In the entries that follow, find the line containing "the duration of", then output exactly every line from the first through that one.

Saved data entries
>>>>

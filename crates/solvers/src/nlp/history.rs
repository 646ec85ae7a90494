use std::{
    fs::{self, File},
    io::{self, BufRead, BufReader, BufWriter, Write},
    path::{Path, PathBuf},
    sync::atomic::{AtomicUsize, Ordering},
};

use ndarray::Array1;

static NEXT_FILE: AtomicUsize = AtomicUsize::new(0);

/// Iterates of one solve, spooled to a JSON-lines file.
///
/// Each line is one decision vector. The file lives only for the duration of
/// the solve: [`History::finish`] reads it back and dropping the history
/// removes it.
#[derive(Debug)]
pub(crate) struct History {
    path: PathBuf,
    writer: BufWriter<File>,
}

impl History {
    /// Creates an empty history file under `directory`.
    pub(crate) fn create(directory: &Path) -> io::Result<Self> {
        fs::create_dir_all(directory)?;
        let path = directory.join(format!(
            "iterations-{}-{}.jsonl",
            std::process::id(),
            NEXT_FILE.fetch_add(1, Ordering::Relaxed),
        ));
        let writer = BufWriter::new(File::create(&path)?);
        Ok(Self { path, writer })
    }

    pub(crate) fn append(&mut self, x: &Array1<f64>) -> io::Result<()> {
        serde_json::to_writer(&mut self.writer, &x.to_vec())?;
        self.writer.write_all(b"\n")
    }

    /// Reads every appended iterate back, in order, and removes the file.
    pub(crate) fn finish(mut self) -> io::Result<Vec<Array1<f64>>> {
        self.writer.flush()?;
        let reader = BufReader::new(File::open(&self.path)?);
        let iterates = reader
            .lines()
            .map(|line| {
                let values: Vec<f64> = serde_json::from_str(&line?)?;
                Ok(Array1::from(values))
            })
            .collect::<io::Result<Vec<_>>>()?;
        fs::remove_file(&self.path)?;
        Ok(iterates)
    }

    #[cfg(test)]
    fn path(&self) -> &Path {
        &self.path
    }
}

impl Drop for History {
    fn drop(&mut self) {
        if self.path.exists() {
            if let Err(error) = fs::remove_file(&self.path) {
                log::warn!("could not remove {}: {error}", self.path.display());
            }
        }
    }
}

<<<<

Written solution
filename crates/solvers/src/nlp/history.rs
repository 646ec85ae7a90494
use std::{
    fs::{self, File},
    io::{self, BufRead, BufReader, BufWriter, Write},
    path::{Path, PathBuf},
    sync::atomic::{AtomicUsize, Ordering},
};

use ndarray::Array1;

static NEXT_FILE: AtomicUsize = AtomicUsize::new(0);

/// Iterates of one solve, spooled to a JSON-lines file.
///
/// Each line is one decision vector. The file lives only for the duration of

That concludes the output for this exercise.